» Goal of the exercise
Every line below that holds the word "order" must be listed.

(Items from a data source)
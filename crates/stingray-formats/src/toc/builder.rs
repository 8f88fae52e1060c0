//! Two-pass container builder
//!
//! Pass 1 ([`TocBuilder::layout`]) walks entries in type-group order and
//! assigns every payload offset into a side table. Pass 2
//! ([`TocBuilder::build`]) emits the header, type records and entry records
//! from that table and copies the payloads to their assigned offsets.
//!
//! Offset rules:
//! - index payloads are packed back to back right after the entry table
//! - GPU and stream payloads start at the running file position rounded up to
//!   [`PAYLOAD_ALIGNMENT`]; empty payloads still receive an aligned offset but
//!   do not move the running position
//! - sibling files end at the last payload byte, without trailing padding

use crate::stream::align_up;
use crate::toc::constants::{ENTRY_RECORD_SIZE, HEADER_SIZE, PAYLOAD_ALIGNMENT, TYPE_RECORD_SIZE};
use crate::toc::error::{TocError, TocResult};
use crate::toc::file::TocFile;
use crate::toc::header::{TocEntryRecord, TocHeader, TocTypeRecord};
use binrw::BinWrite;
use std::io::Cursor;

/// Encoded contents of the three container files
#[derive(Debug, Clone, Default, PartialEq, Eq)]
pub struct TocBuffers {
    /// Index file
    pub index: Vec<u8>,
    /// `.gpu_resources` file
    pub gpu: Vec<u8>,
    /// `.stream` file
    pub stream: Vec<u8>,
}

/// Offsets assigned in pass 1
#[derive(Debug, Clone, PartialEq, Eq)]
pub struct TocLayout {
    /// Type records in emission order
    pub types: Vec<TocTypeRecord>,
    /// Entry records in emission order, paired with the entry's position in the container
    pub entries: Vec<(usize, TocEntryRecord)>,
    /// Final index file length
    pub index_len: usize,
    /// Final `.gpu_resources` length
    pub gpu_len: usize,
    /// Final `.stream` length
    pub stream_len: usize,
}

/// Builder that lays out and encodes a [`TocFile`]
pub struct TocBuilder<'a> {
    toc: &'a TocFile,
}

impl<'a> TocBuilder<'a> {
    /// Create a builder over a container
    pub fn new(toc: &'a TocFile) -> Self {
        Self { toc }
    }

    /// Pass 1: assign offsets
    pub fn layout(&self) -> TocResult<TocLayout> {
        let types = self.toc.types();
        let table_end = HEADER_SIZE
            + types.len() * TYPE_RECORD_SIZE
            + self.toc.len() * ENTRY_RECORD_SIZE;

        let mut index_pos = table_end;
        let mut gpu_pos = 0usize;
        let mut stream_pos = 0usize;
        let mut type_records = Vec::with_capacity(types.len());
        let mut entry_records = Vec::with_capacity(self.toc.len());

        for group in types {
            let mut count = 0u32;
            for (position, entry) in self
                .toc
                .iter()
                .enumerate()
                .filter(|(_, entry)| entry.type_id() == group.type_id)
            {
                count += 1;
                let data = entry.data();
                let index_size = payload_size(entry.file_id(), "index", data.index.len())?;
                let gpu_size = payload_size(entry.file_id(), "gpu", data.gpu.len())?;
                let stream_size = payload_size(entry.file_id(), "stream", data.stream.len())?;

                let index_offset = index_pos;
                index_pos += data.index.len();

                let gpu_offset = align_up(gpu_pos, PAYLOAD_ALIGNMENT);
                if gpu_size > 0 {
                    gpu_pos = gpu_offset + data.gpu.len();
                }

                let stream_offset = align_up(stream_pos, PAYLOAD_ALIGNMENT);
                if stream_size > 0 {
                    stream_pos = stream_offset + data.stream.len();
                }

                entry_records.push((
                    position,
                    TocEntryRecord {
                        file_id: entry.file_id(),
                        type_id: entry.type_id(),
                        index_offset: index_offset as u64,
                        stream_offset: stream_offset as u64,
                        gpu_offset: gpu_offset as u64,
                        unknown1: entry.unknown1,
                        unknown2: entry.unknown2,
                        index_size,
                        stream_size,
                        gpu_size,
                        unknown_16: entry.unknown_16,
                        unknown_64: entry.unknown_64,
                        entry_index: count,
                    },
                ));
            }

            type_records.push(TocTypeRecord {
                unused: group.unused,
                type_id: group.type_id,
                entry_count: u64::from(count),
                unknown_16: group.unknown_16,
                unknown_64: group.unknown_64,
            });
        }

        Ok(TocLayout {
            types: type_records,
            entries: entry_records,
            index_len: index_pos,
            gpu_len: gpu_pos,
            stream_len: stream_pos,
        })
    }

    /// Pass 2: emit the three files from the layout
    pub fn build(&self) -> TocResult<TocBuffers> {
        let layout = self.layout()?;

        let header = TocHeader {
            num_types: layout.types.len() as u32,
            num_files: layout.entries.len() as u32,
            reserved: self.toc.reserved,
            reserved_block: self.toc.reserved_block,
            ..TocHeader::new()
        };

        let mut index = Cursor::new(Vec::with_capacity(layout.index_len));
        header.write(&mut index)?;
        for record in &layout.types {
            record.write(&mut index)?;
        }
        for (_, record) in &layout.entries {
            record.write(&mut index)?;
        }

        let mut index = index.into_inner();
        index.resize(layout.index_len, 0);
        let mut gpu = vec![0u8; layout.gpu_len];
        let mut stream = vec![0u8; layout.stream_len];

        let entries: Vec<_> = self.toc.iter().collect();
        for (position, record) in &layout.entries {
            let data = entries[*position].data();
            copy_into(&mut index, record.index_offset, &data.index);
            copy_into(&mut gpu, record.gpu_offset, &data.gpu);
            copy_into(&mut stream, record.stream_offset, &data.stream);
        }

        Ok(TocBuffers { index, gpu, stream })
    }
}

fn payload_size(file_id: u64, region: &'static str, size: usize) -> TocResult<u32> {
    u32::try_from(size).map_err(|_| TocError::PayloadTooLarge {
        file_id,
        region,
        size,
    })
}

fn copy_into(target: &mut [u8], offset: u64, payload: &[u8]) {
    if payload.is_empty() {
        return;
    }
    let start = offset as usize;
    target[start..start + payload.len()].copy_from_slice(payload);
}
/// Result of [`Workspace::load_archive`]
#[derive(Debug, Clone, Copy, PartialEq, Eq)]
pub enum LoadOutcome {
    /// The archive was read and added
    Loaded,
    /// An archive with the same path was already loaded
    AlreadyLoaded,
    /// The archive holds no editable content and was dropped
    SkippedEmpty,
}

/// One row of [`Workspace::display_entries`]
#[derive(Debug, Clone, Copy, PartialEq, Eq)]
pub struct EntryListing {
    /// Entry key
    pub key: EntryKey,
    /// The row shows the active patch's version of the entry
    pub in_patch: bool,
    /// The entry holds a decoded payload
    pub loaded: bool,
    /// The entry changed since it was last written
    pub modified: bool,
    /// The entry was created in this session
    pub created: bool,
}

impl EntryListing {
    fn new(entry: &TocEntry, in_patch: bool) -> Self {
        let flags = entry.flags();
        Self {
            key: entry.key(),
            in_patch,
            loaded: flags.loaded,
            modified: flags.modified,
            created: flags.created,
        }
    }
}

#[derive(Debug, Clone, Copy, PartialEq, Eq)]
enum Location {
    Patch(usize),
    Archive(usize),
}

/// Editing session over a set of archives and patches
pub struct Workspace {
    config: WorkspaceConfig,
    archives: Vec<TocFile>,
    active_archive: Option<usize>,
    patches: Vec<TocFile>,
    active_patch: Option<usize>,
    search: SearchIndex,
    selection: Vec<EntryKey>,
    last_selected: Option<EntryKey>,
    clipboard: Vec<EntryKey>,
    names: HashNames,
    normals: Option<Arc<dyn NormalCodec>>,
}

» Task solution
//! Pass 1 ([`TocBuilder::layout`]) walks entries in type-group order and
    /// Type records in emission order
    /// Entry records in emission order, paired with the entry's position in the container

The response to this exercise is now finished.